WHAT TO PRODUCE: Please write the data out once more, exactly as it is given.

┏━━

use tracing_subscriber::{layer::SubscriberExt, util::SubscriberInitExt};

/// Initialise default non-JSON Apex logging, filtered via `RUST_LOG` with an INFO default.
pub fn init_logging() {
    tracing_subscriber::registry()
        .with(
            tracing_subscriber::filter::EnvFilter::builder()
                .with_default_directive(tracing_subscriber::filter::LevelFilter::INFO.into())
                .from_env_lossy(),
        )
        .with(tracing_subscriber::fmt::layer())
        .init()
}

/// Initialise default JSON Apex logging.
pub fn init_json_logging() {
    tracing_subscriber::registry()
        .with(
            tracing_subscriber::filter::EnvFilter::builder()
                .with_default_directive(tracing_subscriber::filter::LevelFilter::INFO.into())
                .from_env_lossy(),
        )
        .with(tracing_subscriber::fmt::layer().json().flatten_event(true))
        .init()
}
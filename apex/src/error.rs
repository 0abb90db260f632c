use apex_data::error::DataError;
use apex_execution::error::ExecutionError;
use apex_integration::{
    config::ConfigError, error::SocketError, event_loop::BacktestLoopError,
};
use thiserror::Error;

/// Top-level error of the trading runtime.
#[derive(Debug, Error)]
pub enum ApexError {
    #[error("config error: {0}")]
    Config(#[from] ConfigError),

    #[error("config error: {0}")]
    BadConfig(String),

    #[error("I/O error: {0}")]
    Io(#[from] std::io::Error),

    #[error("execution error: {0}")]
    Execution(#[from] ExecutionError),

    #[error("data error: {0}")]
    Data(#[from] DataError),

    #[error("socket error: {0}")]
    Socket(#[from] SocketError),

    #[error("backtest error: {0}")]
    Backtest(#[from] BacktestLoopError),

    #[error("reference data error: {0}")]
    RefData(String),

    #[error("JSON error: {0}")]
    Json(#[from] serde_json::Error),
}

┗━━

RESPONSE AREA:
use tracing_subscriber::{layer::SubscriberExt, util::SubscriberInitExt};

/// Initialise default non-JSON Apex logging, filtered via `RUST_LOG` with an INFO default.
pub fn init_logging() {
    tracing_subscriber::registry()
        .with(
            tracing_subscriber::filter::EnvFilter::builder()
                .with_default_directive(tracing_subscriber::filter::LevelFilter::INFO.into())
                .from_env_lossy(),
        )
        .with(tracing_subscriber::fmt::layer())
        .init()
}

/// Initialise default JSON Apex logging.
pub fn init_json_logging() {
    tracing_subscriber::registry()
        .with(
            tracing_subscriber::filter::EnvFilter::builder()
                .with_default_directive(tracing_subscriber::filter::LevelFilter::INFO.into())
                .from_env_lossy(),
        )
        .with(tracing_subscriber::fmt::layer().json().flatten_event(true))
        .init()
}
filename apex/src/error.rs
repository 0abb90db260f632c
use apex_data::error::DataError;
use apex_execution::error::ExecutionError;
use apex_integration::{
    config::ConfigError, error::SocketError, event_loop::BacktestLoopError,
};
use thiserror::Error;

/// Top-level error of the trading runtime.
#[derive(Debug, Error)]
pub enum ApexError {
    #[error("config error: {0}")]
    Config(#[from] ConfigError),

    #[error("config error: {0}")]
    BadConfig(String),

    #[error("I/O error: {0}")]
    Io(#[from] std::io::Error),

    #[error("execution error: {0}")]
    Execution(#[from] ExecutionError),

    #[error("data error: {0}")]
    Data(#[from] DataError),

    #[error("socket error: {0}")]
    Socket(#[from] SocketError),

    #[error("backtest error: {0}")]
    Backtest(#[from] BacktestLoopError),

    #[error("reference data error: {0}")]
    RefData(String),

    #[error("JSON error: {0}")]
    Json(#[from] serde_json::Error),
}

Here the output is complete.